Park Slope Parents Trotting Tots to Baby Gap Audition Emit Aura of Careful Nonchalance

122607 parkslopestrollers n Park Slope Parents Trotting Tots to Baby Gap Audition Emit Aura of Careful NonchalanceJust a few doors up from the Park Slope Coop, where the righteous buy their organic kale, and across the street from the Tea Lounge, where neighborhood mommies meet to nurse, share their in-the-trenches stories, and show off their strollers, a group of 10 or so parents and their babies (and sometimes an extra kid in tow) formed an orderly line outside of Kidville, a child learning and play center.

When a passerby asked one of the moms what was going on, the mother shyly replied, “Um, it’s a casting call for the Gap.”

Without much fanfare, Baby Gap and Gap Kids held an open model search for their 2008 in-store campaigns in the heart of Park “My Baby’s Cuter Than Yours” Slope.

“I’m sort of embarrassed,” said Anna Johansson, who brought her 4-month-old son, Leonardo, at the urging of her husband and mother-in-law. “I mean, doesn’t everyone think their kid is the cutest?”

“We’re certainly not trying to make our kids child models,” said both Shelley Pocsidio, an architect who owns her own business, and Liz Goldberg, a part-time lawyer.

The two friends met at Cornell 20 years ago and, now that they have kids similar in age (an 18-month-old daughter and a 17-month-old son, respectively), they have a standing playdate every Wednesday.

This week, instead of the usual living-room play at Ms. Goldberg’s home, they came to the casting.

“I live a couple blocks away, it’s cold out, so why not?” said Ms. Goldberg.

But if it grew to more than a 15-minute wait to be seen, they agreed beforehand, they’d ditch the idea.

Alec DeRuggiero, dad to 2-year-old Julian, traveled from Carroll Gardens to join his friend Iwona Mazor, Park Slope mom to 14-month-old Willow.

Mr. DeRuggiero works four days a week from home as a music consultant; Ms. Mazor owns her own design company. Their stylish kids looked more Petit Bateau than Gap, but the whole gang was chipper and game for the general commotion and stroller traffic of the audition room.
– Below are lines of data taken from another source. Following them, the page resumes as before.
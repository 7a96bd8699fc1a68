//! Report - the structured result of one flush interval.

use std::net::Ipv4Addr;

use crate::SchemaVersion;

/// Everything rendered for one flush interval, section by section.
///
/// The section order (header, operations, row errors, address errors,
/// tail) is part of the output contract; the text renderer writes them in
/// exactly that order.
#[derive(Debug, Clone, PartialEq)]
#[cfg_attr(feature = "serde", derive(serde::Serialize, serde::Deserialize))]
pub struct Report {
    /// Schema version for forward compatibility.
    pub version: SchemaVersion,

    /// Unix timestamp in milliseconds when the report was taken.
    pub timestamp_ms: u64,

    /// Length of the flush interval the counters cover.
    pub interval_secs: u64,

    pub header: Vec<HeaderItem>,

    /// Column names of the operation matrix, in layout order.
    pub columns: Vec<String>,

    /// The three delay bucket thresholds in milliseconds.
    pub delay_thresholds: [u64; 3],

    /// The timeout threshold in milliseconds.
    pub timeout_ms: u64,

    pub operations: Vec<OperationRow>,

    /// Per-operation error breakdowns for registered error rows.
    pub row_errors: Vec<ErrorRow>,

    /// Top codes across all operations.
    pub error_totals: ErrorRow,

    /// Per-code source address breakdown, `None` when the section is disabled.
    #[cfg_attr(feature = "serde", serde(skip_serializing_if = "Option::is_none"))]
    pub address_errors: Option<Vec<AddressErrorRow>>,

    pub tail: Vec<TailItem>,
}

impl Report {
    /// Look up an operation row by name.
    pub fn operation(&self, name: &str) -> Option<&OperationRow> {
        self.operations.iter().find(|row| row.name == name)
    }

    /// Look up a row error breakdown by operation name.
    pub fn row_error(&self, name: &str) -> Option<&ErrorRow> {
        self.row_errors.iter().find(|row| row.name == name)
    }

    /// Total of a header item, if the item is part of the layout.
    pub fn header_total(&self, name: &str) -> Option<u64> {
        self.header
            .iter()
            .find(|item| item.name == name)
            .map(|item| item.total)
    }

    /// Value of a tail item, if the item is part of the layout.
    pub fn tail_value(&self, name: &str) -> Option<u64> {
        self.tail
            .iter()
            .find(|item| item.name == name)
            .map(|item| item.value)
    }

    /// True when no operation recorded anything during the interval.
    pub fn is_empty(&self) -> bool {
        self.operations.is_empty() && self.row_errors.is_empty()
    }
}

/// One entry of the header section.
#[derive(Debug, Clone, PartialEq, Eq)]
#[cfg_attr(feature = "serde", derive(serde::Serialize, serde::Deserialize))]
pub struct HeaderItem {
    pub name: String,
    pub total: u64,
    /// `total` divided by the interval length in seconds.
    pub per_second: u64,
}

/// One operation row of the body matrix.
#[derive(Debug, Clone, PartialEq)]
#[cfg_attr(feature = "serde", derive(serde::Serialize, serde::Deserialize))]
pub struct OperationRow {
    pub name: String,

    /// Cell values, one per report column.
    pub cells: Vec<u64>,

    /// Observations counted for the delay statistics.
    pub count: u64,

    pub mean_delay_ms: f64,

    pub max_delay_ms: u64,

    /// Source of the first observation that reached `max_delay_ms`.
    pub max_delay_source: Ipv4Addr,

    /// Observations above each of the three delay thresholds.
    pub over_thresholds: [u64; 3],

    /// Observations above the timeout threshold.
    pub timeouts: u64,
}

/// An outcome code together with how often it occurred.
#[derive(Debug, Clone, Copy, PartialEq, Eq)]
#[cfg_attr(feature = "serde", derive(serde::Serialize, serde::Deserialize))]
pub struct CodeCount {
    pub code: i32,
    pub count: u64,
}

/// Top error codes for one operation (or for all of them).
#[derive(Debug, Clone, PartialEq, Eq, Default)]
#[cfg_attr(feature = "serde", derive(serde::Serialize, serde::Deserialize))]
pub struct ErrorRow {
    pub name: String,
    /// Highest-count codes, count descending then code ascending.
    pub top: Vec<CodeCount>,
    pub total: u64,
}

/// A source address together with how often it produced a given code.
#[derive(Debug, Clone, Copy, PartialEq, Eq)]
#[cfg_attr(feature = "serde", derive(serde::Serialize, serde::Deserialize))]
pub struct AddressCount {
    pub source: Ipv4Addr,
    pub count: u64,
}

/// Top source addresses for one error code.
#[derive(Debug, Clone, PartialEq, Eq)]
#[cfg_attr(feature = "serde", derive(serde::Serialize, serde::Deserialize))]
pub struct AddressErrorRow {
    pub code: i32,
    pub top: Vec<AddressCount>,
}

/// One entry of the tail section.
#[derive(Debug, Clone, PartialEq, Eq)]
#[cfg_attr(feature = "serde", derive(serde::Serialize, serde::Deserialize))]
pub struct TailItem {
    pub name: String,
    pub value: u64,
}

#[cfg(test)]
mod tests {
    use super::*;

    fn sample() -> Report {
        Report {
            version: SchemaVersion::current(),
            timestamp_ms: 1_703_160_000_000,
            interval_secs: 60,
            header: vec![HeaderItem {
                name: "MsgIn".to_string(),
                total: 120,
                per_second: 2,
            }],
            columns: Vec::new(),
            delay_thresholds: [100, 500, 1000],
            timeout_ms: 3000,
            operations: vec![OperationRow {
                name: "login".to_string(),
                cells: Vec::new(),
                count: 120,
                mean_delay_ms: 12.5,
                max_delay_ms: 900,
                max_delay_source: Ipv4Addr::new(10, 0, 0, 1),
                over_thresholds: [3, 1, 0],
                timeouts: 0,
            }],
            row_errors: Vec::new(),
            error_totals: ErrorRow {
                name: "TOTAL".to_string(),
                ..Default::default()
            },
            address_errors: None,
            tail: vec![TailItem {
                name: "INDEGREE_Recive(B)".to_string(),
                value: 4096,
            }],
        }
    }

    #[test]
    fn lookups_by_name() {
        let report = sample();
        assert_eq!(report.operation("login").unwrap().count, 120);
        assert!(report.operation("logout").is_none());
        assert_eq!(report.header_total("MsgIn"), Some(120));
        assert_eq!(report.tail_value("INDEGREE_Recive(B)"), Some(4096));
        assert!(!report.is_empty());
    }

    #[cfg(feature = "serde")]
    #[test]
    fn test_serde_roundtrip() {
        let report = sample();
        let json = serde_json::to_string(&report).unwrap();
        assert!(!json.contains("address_errors"));
        let parsed: Report = serde_json::from_str(&json).unwrap();
        assert_eq!(report, parsed);
    }
}
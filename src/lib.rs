//! # opstat
//!
//! Command line front end for the opstat aggregation engine.
//!
//! Reads newline-delimited JSON observation records from a file, a TCP
//! stream or standard input, feeds them to an aggregator configured from a
//! settings file, and writes a statistics report every interval.
//!
//! ## Usage
//!
//! ### As a CLI tool
//!
//! ```bash
//! # Aggregate a file of records with one-minute reports
//! opstat --config opstat.toml --input observations.jsonl
//!
//! # Aggregate a live feed
//! opstat --connect localhost:9090 --interval 10s
//!
//! # Pipe records through standard input
//! producer | opstat --log-level debug
//! ```
//!
//! ### As a library
//!
//! ```no_run
//! use opstat::{feed, FileSource, Settings};
//!
//! # tokio_test::block_on(async {
//! let settings = Settings::load(Some(std::path::Path::new("opstat.toml"))).unwrap();
//! let handle = settings.build_aggregator().unwrap().start();
//!
//! let mut source = FileSource::new("observations.jsonl");
//! let summary = feed(&mut source, &handle.submitter()).await.unwrap();
//! println!("submitted {} observations", summary.submitted);
//!
//! handle.flush_now().await.unwrap();
//! handle.stop().await.unwrap();
//! # });
//! ```

pub mod duration;
pub mod settings;
pub mod source;

pub use settings::Settings;
pub use source::{
    feed, parse_line, FeedSummary, FileSource, ObservationRecord, ObservationSource,
    StreamSource,
};
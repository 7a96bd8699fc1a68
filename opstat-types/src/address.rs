//! Integer packing for IPv4 source addresses.
//!
//! Counters are plain `u64`s, so addresses are stored in their big-endian
//! `u32` form and converted back only for display.

use std::net::Ipv4Addr;

/// Pack an address into its network-order integer form.
pub fn encode_addr(addr: Ipv4Addr) -> u32 {
    u32::from(addr)
}

/// Unpack an address previously produced by [`encode_addr`].
pub fn decode_addr(bits: u32) -> Ipv4Addr {
    Ipv4Addr::from(bits)
}
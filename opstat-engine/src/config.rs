//! Setup-time configuration: severity levels, sink parameters and thresholds.

use std::fmt;
use std::path::PathBuf;
use std::str::FromStr;

use crate::error::{Error, Result};

/// Severity levels accepted for the report log, most severe first.
///
/// A sink configured at a given level writes every message whose severity is
/// at least that high. Reports are informational, so a sink configured at
/// `notice` or stricter drops them.
#[derive(Debug, Clone, Copy, PartialEq, Eq, PartialOrd, Ord, Hash, Default)]
pub enum LogLevel {
    Emergency,
    Alert,
    Critical,
    Error,
    Warn,
    Notice,
    #[default]
    Info,
    Debug,
}

impl LogLevel {
    /// Whether a message of severity `message` passes a filter set to `self`.
    pub fn permits(self, message: LogLevel) -> bool {
        message <= self
    }

    /// Closest `tracing` level, used when the report is routed through tracing.
    pub fn as_tracing(self) -> tracing::Level {
        match self {
            LogLevel::Debug => tracing::Level::DEBUG,
            LogLevel::Info | LogLevel::Notice => tracing::Level::INFO,
            LogLevel::Warn => tracing::Level::WARN,
            LogLevel::Error | LogLevel::Critical | LogLevel::Alert | LogLevel::Emergency => {
                tracing::Level::ERROR
            }
        }
    }

    pub fn as_str(self) -> &'static str {
        match self {
            LogLevel::Emergency => "emergency",
            LogLevel::Alert => "alert",
            LogLevel::Critical => "critical",
            LogLevel::Error => "error",
            LogLevel::Warn => "warn",
            LogLevel::Notice => "notice",
            LogLevel::Info => "info",
            LogLevel::Debug => "debug",
        }
    }
}

impl FromStr for LogLevel {
    type Err = Error;

    fn from_str(s: &str) -> Result<Self> {
        match s.trim().to_ascii_lowercase().as_str() {
            "debug" => Ok(LogLevel::Debug),
            "info" => Ok(LogLevel::Info),
            "notice" => Ok(LogLevel::Notice),
            "warn" => Ok(LogLevel::Warn),
            "error" => Ok(LogLevel::Error),
            "critical" => Ok(LogLevel::Critical),
            "alert" => Ok(LogLevel::Alert),
            "emergency" => Ok(LogLevel::Emergency),
            _ => Err(Error::InvalidLevel(s.to_string())),
        }
    }
}

impl fmt::Display for LogLevel {
    fn fmt(&self, f: &mut fmt::Formatter<'_>) -> fmt::Result {
        f.write_str(self.as_str())
    }
}

/// Where and how the rotating report log is written.
#[derive(Debug, Clone, PartialEq, Eq)]
pub struct SinkConfig {
    /// Directory holding the log file.
    pub dir: PathBuf,
    /// Prefix joined to `filename` with an underscore.
    pub name_prefix: String,
    pub filename: String,
    pub level: LogLevel,
    /// Rotate before the file would exceed this many lines (0 = unlimited).
    pub max_lines: u64,
    /// Rotate before the file would exceed this many bytes (0 = unlimited).
    pub max_size: u64,
    /// Delete rotated files older than this many days (0 = keep forever).
    pub max_days: u64,
}

impl SinkConfig {
    /// A sink writing `<dir>/<prefix>_<filename>` at `info` with no limits.
    pub fn new(
        dir: impl Into<PathBuf>,
        name_prefix: impl Into<String>,
        filename: impl Into<String>,
    ) -> Self {
        Self {
            dir: dir.into(),
            name_prefix: name_prefix.into(),
            filename: filename.into(),
            level: LogLevel::Info,
            max_lines: 0,
            max_size: 0,
            max_days: 0,
        }
    }

    pub fn level(mut self, level: LogLevel) -> Self {
        self.level = level;
        self
    }

    pub fn max_lines(mut self, max_lines: u64) -> Self {
        self.max_lines = max_lines;
        self
    }

    pub fn max_size(mut self, max_size: u64) -> Self {
        self.max_size = max_size;
        self
    }

    pub fn max_days(mut self, max_days: u64) -> Self {
        self.max_days = max_days;
        self
    }

    /// Full path of the active log file.
    pub fn file_path(&self) -> PathBuf {
        let name = if self.name_prefix.is_empty() {
            self.filename.clone()
        } else {
            format!("{}_{}", self.name_prefix, self.filename)
        };
        self.dir.join(name)
    }

    pub fn validate(&self) -> Result<()> {
        if self.filename.trim().is_empty() {
            return Err(Error::Config("sink filename must not be empty".to_string()));
        }
        Ok(())
    }
}

/// Delay thresholds applied by the update rule, all in milliseconds.
#[derive(Debug, Clone, Copy, PartialEq, Eq)]
pub struct Thresholds {
    /// Bucket thresholds; each one exceeded bumps its own counter.
    pub delay_up: [u64; 3],
    /// Observations slower than this count as timeouts.
    pub timeout_ms: u64,
}

impl Thresholds {
    pub fn new(delay_up: [u64; 3], timeout_ms: u64) -> Self {
        Self {
            delay_up,
            timeout_ms,
        }
    }

    /// Bucket thresholds must be non-decreasing.
    pub fn validate(&self) -> Result<()> {
        let [a, b, c] = self.delay_up;
        if a > b || b > c {
            return Err(Error::Config(format!(
                "delay thresholds must be ascending, got {a}, {b}, {c}"
            )));
        }
        Ok(())
    }
}

impl Default for Thresholds {
    fn default() -> Self {
        Self {
            delay_up: [100, 500, 1000],
            timeout_ms: 3000,
        }
    }
}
Tow-headed Julian was directed to a spot against the wall, he flashed an adorable smile, and a woman dressed in all black clicked her camera at him three times in quick succession.

Then Willow had her turn, and it was over. Coats were taken off and, a minute later, struggled back on. “It’s just a fun thing to do,” Mr. DeRuggiero said.

In another city, even in another New York City neighborhood perhaps, a model search like this would bring out the momagers and mini pageant stars in force for their once in a lifetime shot at the big time.

Here, if there was any real mania to turn the babies into models it was not to be seen beneath the patter of parents cooing at and complimenting each other on their babies.

Advertised on ParkSlopeParents.com, a community networking site that has made news for its nasty “I’m a better mom than you” exchanges (but is, in truth, mostly a boring message board where regular moms sell their kids’ outgrown bouncy seats and solicit travel-with-baby tips), the event drew a well-heeled crowd who were more than a little conflicted by their own bright-lights curiosity.

“On the way here,” admitted a thin, smartly-dressed woman who was there with her 10-month-old son, “I wondered if maybe I should put some gel in his hair or something, and then I thought, ‘Whoa, slow down, Mama.’” (Her son arrived adorably uncoiffed, as did most of the infants and kids.)

Stephanie Tobin, chasing after her 18-month-old daughter with mittens and a hat, had had Jamie Lynn Spears’ pregnancy on her mind. Brit’s little sister is 16 years old.

“I have a lot of doubts about doing this,” she said, “and I’m not sure I’d do it again. But I figure, if she [her daughter] got picked, she’s still too young to get messed up.”

But most of the parents, Ms. Tobin included, didn’t seem very interested in their kids getting picked at all.

No one hounded the organizers about when they’d hear back from them; the parents of kids who frowned for the camera didn’t ask for a second shot; and most seemed more keen on meeting other neighborhood parents (several playdates were set up in line).

But for all of the careful nonchalance, a few did admit to their secret hopes.

“If it worked out, we thought it would be a nice way to help pay for preschool,” said Mr. DeRuggiero.

“Everyone always says [our 13-month-old son] is so cute,” said Boerum Hill mom and part-time environmental lawyer, Lisa Garcia. “This is an opportunity to have an experienced eye instead of friends and family.”